In May 2013 four students from HSC’s BA Sociology & Social Policy programme undertook a 25-day placement in Malaysia, hosted by the Faculty of Social Sciences at Universiti Sains Malaysia located on the beautiful, historical island of Penang under the conscientious supervision of HSC’s Visiting Professor, Dr Azlinda Azman, Chair of Social Work, USM. The aim of the placement was to enable students to apply a sociological analysis to the constructions of welfare and care-giving in a very different socio-cultural context.

The four students, Heidi Crew, Samineh Hall, Dannielle Connolly and Roxanne Boydell successfully applied for BU Global Horizon funding. This valuable financial assistance enabled the students to help to spearhead the first set of planned steps towards the internationalisation of the Sociology+ programmes in delivering a FUSION focus.

Placements were divided into those for elderly citizens or children and young people with disabilities. The students were able to choose from a placement that related to their Level I study options, and go on to experience a number of different settings. The following extracts from their detailed narratives offer a glimpse into how the students negotiated unfamiliar constructions of need and care in an unfamiliar, post-colonial cultural setting.

Elderly care residential Homes (Sami, Roxanne and Danni):

The donations that the Home receives are very impressive. Even though families are unable to look after their elders due to the change in family structures and work, the elderly still hold a very important place within the community. People of Penang speak very fondly of the Home.

All in all, we learnt a lot from our weeks at placement and were very grateful to have been able to witness first-hand how the elderly were looked after in a different culture.  From this experience we have drawn that there are many similarities in the way the Homes are run in Malaysia.  

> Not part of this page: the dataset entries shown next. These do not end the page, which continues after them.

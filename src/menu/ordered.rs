//! # Ordered Menu
//!
//! Up to ten labelled options shown next to number (1️⃣..🔟) or letter (🇦..🇯)
//! buttons. With typed input enabled, an allowed actor may also answer by sending
//! the number or letter as a message in the same channel.
//!
//! Both answers are accepted by one wait registered under
//! [`EventKind::Interaction`](crate::event::EventKind::Interaction); whichever arrives
//! first consumes it, so the selection action can never run twice.

use std::sync::Arc;

use super::{
    flow::{Flow, FlowSpec, Input, Step},
    render::Content,
    settings::InteractionSettings,
    ArtifactAction, IndexAction, Menu, MenuContext, MenuError, MenuHandle, MenuResult,
    Termination, CANCEL,
};
use crate::event::{ArtifactId, ChannelId};

pub const MAX_CHOICES: usize = 10;

pub const NUMBERS: [&str; MAX_CHOICES] = [
    "1\u{fe0f}\u{20e3}",
    "2\u{fe0f}\u{20e3}",
    "3\u{fe0f}\u{20e3}",
    "4\u{fe0f}\u{20e3}",
    "5\u{fe0f}\u{20e3}",
    "6\u{fe0f}\u{20e3}",
    "7\u{fe0f}\u{20e3}",
    "8\u{fe0f}\u{20e3}",
    "9\u{fe0f}\u{20e3}",
    "\u{1f51f}",
];

pub const LETTERS: [&str; MAX_CHOICES] = [
    "\u{1f1e6}", "\u{1f1e7}", "\u{1f1e8}", "\u{1f1e9}", "\u{1f1ea}", "\u{1f1eb}", "\u{1f1ec}",
    "\u{1f1ed}", "\u{1f1ee}", "\u{1f1ef}",
];

#[derive(Clone)]
pub struct OrderedMenuConfig {
    pub text: Option<String>,
    pub description: Option<String>,
    pub choices: Vec<String>,
    /// Letters instead of numbers.
    pub use_letters: bool,
    pub allow_typed_input: bool,
    pub cancel_button: bool,
    /// Receives the 1-based choice.
    pub selection: Option<IndexAction>,
    /// Runs on cancel and on timeout.
    pub cancel: Option<ArtifactAction>,
}

impl Default for OrderedMenuConfig {
    fn default() -> Self {
        Self {
            text: None,
            description: None,
            choices: Vec::new(),
            use_letters: false,
            allow_typed_input: true,
            cancel_button: true,
            selection: None,
            cancel: None,
        }
    }
}

impl OrderedMenuConfig {
    pub fn choices<I, S>(mut self, choices: I) -> Self
    where
        I: IntoIterator<Item = S>,
        S: Into<String>,
    {
        self.choices = choices.into_iter().map(Into::into).collect();
        self
    }

    pub fn description(mut self, description: impl Into<String>) -> Self {
        self.description = Some(description.into());
        self
    }

    pub fn on_selection(
        mut self,
        action: impl Fn(&ArtifactId, usize) + Send + Sync + 'static,
    ) -> Self {
        self.selection = Some(Arc::new(action));
        self
    }

    pub fn on_cancel(mut self, action: impl Fn(&ArtifactId) + Send + Sync + 'static) -> Self {
        self.cancel = Some(Arc::new(action));
        self
    }
}

pub struct OrderedMenu {
    settings: InteractionSettings,
    config: OrderedMenuConfig,
    selection: IndexAction,
}

impl OrderedMenu {
    /// # Errors
    ///
    /// * `MenuError::NoChoices` / `MenuError::TooManyChoices` - outside 1..=10 choices
    /// * `MenuError::NoContent` - neither text nor description
    /// * `MenuError::MissingAction` - no selection action
    pub fn new(settings: InteractionSettings, config: OrderedMenuConfig) -> MenuResult<Self> {
        if config.choices.is_empty() {
            return Err(MenuError::NoChoices);
        }
        if config.choices.len() > MAX_CHOICES {
            return Err(MenuError::TooManyChoices {
                max: MAX_CHOICES,
                got: config.choices.len(),
            });
        }
        let has_text = config.text.as_deref().is_some_and(|t| !t.is_empty());
        let has_description = config.description.as_deref().is_some_and(|d| !d.is_empty());
        if !has_text && !has_description {
            return Err(MenuError::NoContent);
        }
        let selection = config
            .selection
            .clone()
            .ok_or(MenuError::MissingAction("selection"))?;

        Ok(Self {
            settings,
            config,
            selection,
        })
    }

    fn emoji(&self, index: usize) -> &'static str {
        if self.config.use_letters {
            LETTERS[index]
        } else {
            NUMBERS[index]
        }
    }

    fn typed_choice(&self, text: &str) -> Option<usize> {
        let text = text.trim();
        let index = if self.config.use_letters {
            let mut chars = text.chars();
            let letter = chars.next()?.to_ascii_lowercase();
            if chars.next().is_some() || !letter.is_ascii_lowercase() {
                return None;
            }
            (letter as u8 - b'a') as usize
        } else {
            text.parse::<usize>().ok()?.checked_sub(1)?
        };
        (index < self.config.choices.len()).then_some(index)
    }
}

impl FlowSpec for OrderedMenu {
    fn settings(&self) -> &InteractionSettings {
        &self.settings
    }

    fn render(&self, _position: usize) -> Content {
        let description = self
            .config
            .choices
            .iter()
            .enumerate()
            .map(|(i, choice)| format!("{} {}", self.emoji(i), choice))
            .collect::<Vec<_>>()
            .join("\n");
        let description = match &self.config.description {
            Some(header) if !header.is_empty() => format!("{}\n\n{}", header, description),
            _ => description,
        };
        Content {
            text: self.config.text.clone(),
            description,
            ..Default::default()
        }
    }

    fn buttons(&self) -> Vec<String> {
        let mut buttons: Vec<String> = (0..self.config.choices.len())
            .map(|i| self.emoji(i).to_string())
            .collect();
        if self.config.cancel_button {
            buttons.push(CANCEL.to_string());
        }
        buttons
    }

    fn accepts_text(&self) -> bool {
        self.config.allow_typed_input
    }

    fn step(&self, _position: usize, input: Input<'_>) -> Option<Step> {
        match input {
            Input::Reaction(emoji) if self.config.cancel_button && emoji == CANCEL => {
                Some(Step::Finish(Termination::Cancelled))
            }
            Input::Reaction(emoji) => (0..self.config.choices.len())
                .find(|&i| self.emoji(i) == emoji)
                .map(|i| Step::Finish(Termination::Selected(i))),
            Input::Text(text) => self
                .typed_choice(text)
                .map(|i| Step::Finish(Termination::Selected(i))),
        }
    }

    fn finish(&self, artifact: &ArtifactId, _position: usize, termination: &Termination) {
        match termination {
            Termination::Selected(index) => (self.selection)(artifact, index + 1),
            _ => {
                if let Some(cancel) = &self.config.cancel {
                    cancel(artifact);
                }
            }
        }
    }
}

impl Menu for OrderedMenu {
    fn display(self, ctx: &MenuContext, channel: &ChannelId) -> MenuHandle {
        Flow::launch(self, ctx, channel, None)
    }

    fn display_on(
        self,
        ctx: &MenuContext,
        channel: &ChannelId,
        artifact: &ArtifactId,
    ) -> MenuHandle {
        Flow::launch(self, ctx, channel, Some(artifact))
    }
}

#[cfg(test)]
mod tests {
    use pretty_assertions::assert_eq;

    use super::*;

    fn config(choices: &[&str]) -> OrderedMenuConfig {
        OrderedMenuConfig::default()
            .choices(choices.iter().copied())
            .description("Pick a flavour")
            .on_selection(|_, _| {})
    }

    #[test]
    fn test_rejects_zero_choices() {
        let result = OrderedMenu::new(InteractionSettings::default(), config(&[]));
        assert!(matches!(result, Err(MenuError::NoChoices)));
    }

    #[test]
    fn test_rejects_more_than_ten_choices() {
        let choices: Vec<String> = (0..11).map(|i| format!("choice {i}")).collect();
        let result = OrderedMenu::new(
            InteractionSettings::default(),
            config(&[]).choices(choices),
        );
        assert!(matches!(
            result,
            Err(MenuError::TooManyChoices { max: 10, got: 11 })
        ));
    }

    #[test]
    fn test_rejects_missing_content_and_action() {
        let no_content = OrderedMenuConfig::default()
            .choices(["a"])
            .on_selection(|_, _| {});
        assert!(matches!(
            OrderedMenu::new(InteractionSettings::default(), no_content),
            Err(MenuError::NoContent)
        ));

        let no_action = OrderedMenuConfig::default()
            .choices(["a"])
            .description("d");
        assert!(matches!(
            OrderedMenu::new(InteractionSettings::default(), no_action),
            Err(MenuError::MissingAction("selection"))
        ));
    }

    #[test]
    fn test_render_lists_choices_with_buttons() {
        let menu = OrderedMenu::new(
            InteractionSettings::default(),
            config(&["vanilla", "chocolate"]),
        )
        .unwrap();

        assert_eq!(
            menu.render(0).description,
            "Pick a flavour\n\n1\u{fe0f}\u{20e3} vanilla\n2\u{fe0f}\u{20e3} chocolate"
        );
        assert_eq!(
            menu.buttons(),
            vec![NUMBERS[0].to_string(), NUMBERS[1].to_string(), CANCEL.to_string()]
        );
    }

    #[test]
    fn test_reaction_and_typed_input_select_the_same_choice() {
        let menu = OrderedMenu::new(
            InteractionSettings::default(),
            config(&["vanilla", "chocolate"]),
        )
        .unwrap();

        let expected = Some(Step::Finish(Termination::Selected(1)));
        assert_eq!(menu.step(0, Input::Reaction(NUMBERS[1])), expected);
        assert_eq!(menu.step(0, Input::Text(" 2 ")), expected);
        assert_eq!(menu.step(0, Input::Text("3")), None);
        assert_eq!(menu.step(0, Input::Text("0")), None);
        assert_eq!(menu.step(0, Input::Reaction(NUMBERS[2])), None);
        assert_eq!(
            menu.step(0, Input::Reaction(CANCEL)),
            Some(Step::Finish(Termination::Cancelled))
        );
    }

    #[test]
    fn test_letters_accept_typed_letters() {
        let mut letters = config(&["red", "green", "blue"]);
        letters.use_letters = true;
        let menu = OrderedMenu::new(InteractionSettings::default(), letters).unwrap();

        assert_eq!(
            menu.step(0, Input::Text("C")),
            Some(Step::Finish(Termination::Selected(2)))
        );
        assert_eq!(menu.step(0, Input::Text("d")), None);
        assert_eq!(menu.step(0, Input::Text("ab")), None);
        assert_eq!(
            menu.step(0, Input::Reaction(LETTERS[0])),
            Some(Step::Finish(Termination::Selected(0)))
        );
    }
}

Unlike in the UK, the most popular Homes are charities and run on public donations.  They receive many of these as Asia still regards their elderly population very highly.  However, with the growing elderly population, we were able to witness the impact of the gap between young and old and the change in the family structures.  All the Homes were struggling to find enough volunteers to help look after their residents as most of the young generation now (in particular young women who usually had the role of carer) have careers and may opt to put their relatives in a Home rather than adopt the old traditions of caring for the elderly at home. 

Working with children with disabilities (Heidi):

World Play Day was another of my most memorable days. This was based at my second placement in Balik Pulau, where I would be based for the last 3 weeks I was in Malaysia. It is literally in the middle of nowhere: no shops near by and a 2-hour bus journey from Penang.

World Play Day was run by the older residents (18 and above) with varying disabilities, physical and mental. All the children from First Steps and any other children with disabilities within the area or outside, such as the mainland  were invited to join in. ‘We are special’ was their motto, and every helper was given a T-Shirt saying this.

I was personally in charge of the ‘starch pool’. This was where the children could get used to texture, and some of them loved it. It was a swimming pool of rice flour and water, so that it made a thick gloopy mixture and was dyed pink with food colouring to appeal to the younger children.

Maddie, one of the other helpers, was in charge of the water slide. This was a tarpaulin sheet covered in water and washing up liquid, whilst there were other activities going on too. Everyone had a different station that they manned. I was just as covered in the starch at the end as the children were. The key to success on days like this was to get involved. 

The day was and is sponsored annually by Starbuck Coffee. I never used to put money in their charity boxes that said ‘to help Asian communities’. Now that I’ve seen exactly what that money does and the amount of smiles that are produced from it I will never walk away from that charity box without putting something in.